Разговор тот первый забылся, а вот его весёлая, ласковая рука, лучистые глаза вот тут живут в груди.
Очевидно, мы в тот вечер выясняли — кто мы и что мы. Мне двадцать лет, ему девятнадцать, оба мы родились в мае, я — 19-го, он — 20-го. Оба родились в Петрограде. Я окончила финансовый техникум, работаю в Госбанке, он — актёр театра, самоучка. Я тоже играла в драмкружке. Мой папа и его мама — врачи. Как звали моего провожатого, я уже успела узнать: Женя Кузнецов, Евгений Борисович Кузнецов.
У меня были ухажёры, но с того дня Женя потеснил всех и вошёл навсегда в моё сердце. Понимаете, навсегда. Мы бросились в объятия друг друга, не видя и не слыша ничего вокруг. Как в омут. Истинно сказано — как в омут.
Вскоре сыграли свадьбу. Отец мой выделил нам комнату. Мы взяли отпуск и не выходили из этой комнаты целый месяц.
Когда я появилась на работе, меня не узнали: худая, чёрная с лица, круги под глазами. Я не могла жить без Жени ни секундочки. Где он, что с ним?
Как он был красив! Крепкие ноги, широкая грудь. Я только на ней и засыпала. На работе сижу, ошибки делаю — о нём думаю.
Как-то Женя сказал: «Сонча! Ты для меня весь свет в окне». Он имя мне придумал — Сонча. «Нет у меня никого дороже. Но я ещё подмастерье, мне надо учиться. Сонча, у нас не должно быть детей. Пока. Если появится ребёнок, я уеду». Я смеялась, а он целовал меня.
Пролетел год, как один денёк. И случилось то, что должно было случиться. Радостная, забыв о тех его досадных словах, я сообщила Жене, что у нас будет ребёнок.
Когда это стало видно по моей фигуре, он перестал водить меня к нашей набережной.
Прихожу с работы, он сидит, голову повесив.
— Сонча, я уезжаю. Мне здесь душно. Я задыхаюсь в этом болоте.
И уехал. Как я жила дальше, не помню. Хотелось удавиться, и сделала бы, если бы не живот, который я любила и которого он так стыдился. Затем наступило отупение. Перестала есть. Заставляла себя спать весь день по воскресеньям. Хотела в своих снах его увидеть, а сон не приходил.
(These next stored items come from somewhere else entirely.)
//! PostgreSQL implementation of PersonaRepository

use async_trait::async_trait;
use sqlx::PgPool;
use uuid::Uuid;

use omoide::{DomainError, Persona, PersonaRepository};

/// PostgreSQL implementation of PersonaRepository
pub struct PgPersonaRepository {
    pool: PgPool,
}

impl PgPersonaRepository {
    pub fn new(pool: PgPool) -> Self {
        Self { pool }
    }
}

/// Internal row type for sqlx mapping
#[derive(sqlx::FromRow)]
struct PersonaRow {
    id: Uuid,
    user_id: String,
    name: String,
    traits: serde_json::Value,
    created_at: chrono::DateTime<chrono::Utc>,
    updated_at: chrono::DateTime<chrono::Utc>,
}

impl TryFrom<PersonaRow> for Persona {
    type Error = DomainError;

    fn try_from(row: PersonaRow) -> Result<Self, Self::Error> {
        Ok(Self {
            id: row.id,
            user_id: row.user_id,
            name: row.name,
            traits: serde_json::from_value(row.traits).map_err(DomainError::store)?,
            created_at: row.created_at,
            updated_at: row.updated_at,
        })
    }
}

#[async_trait]
impl PersonaRepository for PgPersonaRepository {
    async fn find_by_id(&self, id: Uuid) -> Result<Option<Persona>, DomainError> {
        let row = sqlx::query_as::<_, PersonaRow>("SELECT * FROM personas WHERE id = $1")
            .bind(id)
            .fetch_optional(&self.pool)
            .await
            .map_err(DomainError::store)?;

        row.map(TryInto::try_into).transpose()
    }

    async fn find_by_user(&self, user_id: &str) -> Result<Vec<Persona>, DomainError> {
        let rows = sqlx::query_as::<_, PersonaRow>(
            "SELECT * FROM personas WHERE user_id = $1 ORDER BY created_at DESC",
        )
        .bind(user_id)
        .fetch_all(&self.pool)
        .await
        .map_err(DomainError::store)?;

        rows.into_iter().map(TryInto::try_into).collect()
    }

    async fn save(&self, persona: &Persona) -> Result<Persona, DomainError> {
        let traits = serde_json::to_value(&persona.traits).map_err(DomainError::store)?;

        // Check if exists
        let exists =
            sqlx::query_scalar::<_, bool>("SELECT EXISTS(SELECT 1 FROM personas WHERE id = $1)")
                .bind(persona.id)
                .fetch_one(&self.pool)
                .await
                .map_err(DomainError::store)?;

        let row = if exists {
            sqlx::query_as::<_, PersonaRow>(
                r#"
                UPDATE personas
                SET name = $2, traits = $3, updated_at = NOW()
                WHERE id = $1
                RETURNING *
                "#,
            )
            .bind(persona.id)
            .bind(&persona.name)
            .bind(&traits)
            .fetch_one(&self.pool)
            .await
        } else {
            sqlx::query_as::<_, PersonaRow>(
                r#"
                INSERT INTO personas (id, user_id, name, traits, created_at, updated_at)
                VALUES ($1, $2, $3, $4, $5, $6)
                RETURNING *
                "#,
            )
            .bind(persona.id)
            .bind(&persona.user_id)
            .bind(&persona.name)
            .bind(&traits)
            .bind(persona.created_at)
            .bind(persona.updated_at)
            .fetch_one(&self.pool)
            .await
        }
        .map_err(DomainError::store)?;

        row.try_into()
    }

    async fn delete(&self, id: Uuid) -> Result<bool, DomainError> {
        let result = sqlx::query("DELETE FROM personas WHERE id = $1")
            .bind(id)
            .execute(&self.pool)
            .await
            .map_err(DomainError::store)?;

        Ok(result.rows_affected() > 0)
    }
}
Родился мальчик, но мне всё было безразлично. Одна мысль — как вернуть Женю. Я никого не хотела видеть. У меня стали выпадать волосы. Отец звал врачей, своих коллег. Все говорили в один голос — душевное заболевание плюс дистрофия.
Отправляют меня в специальный санаторий под Ленинградом. О ребёнке я не волновалась — у него были тридцать три няньки: моя мама, сестра Татьяна, мама Жени, она врач и следила за малышом. Эдуардом назвали. Мальчик крепенький, весёлый. Тогда в моде были Ромуальды, Эдуарды, Арнольды и Адольфы. Адольфы понимаете почему? Германский Адольф другом Сталину был.
Скорее бы уехать в санаторий. Никого не хочу видеть, никого. Я и грудью ребёнка не кормила. Молоко пропало.